Records from a data source:
........
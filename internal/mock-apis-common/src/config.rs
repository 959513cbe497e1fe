//! Value parsers shared by the service binaries' `clap` arguments.

/// Parses a failure probability, rejecting anything outside `[0, 1]`.
pub fn parse_failure_rate(value: &str) -> Result<f64, String> {
    let rate: f64 = value
        .trim()
        .parse()
        .map_err(|e| format!("`{value}` is not a number: {e}"))?;
    if !(0.0..=1.0).contains(&rate) {
        return Err(format!("failure rate must be between 0 and 1, got {rate}"));
    }
    Ok(rate)
}

/// Splits a comma-separated list, trimming whitespace and dropping empty entries.
pub fn parse_key_list(value: &str) -> Vec<String> {
    value
        .split(',')
        .map(str::trim)
        .filter(|key| !key.is_empty())
        .map(ToString::to_string)
        .collect()
}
........
The answer must be the line containing "rate must be" and every line after it to the end of the data, each set down exactly.

__Output of the task__:
        return Err(format!("failure rate must be between 0 and 1, got {rate}"));
    }
    Ok(rate)
}

/// Splits a comma-separated list, trimming whitespace and dropping empty entries.
pub fn parse_key_list(value: &str) -> Vec<String> {
    value
        .split(',')
        .map(str::trim)
        .filter(|key| !key.is_empty())
        .map(ToString::to_string)
        .collect()
}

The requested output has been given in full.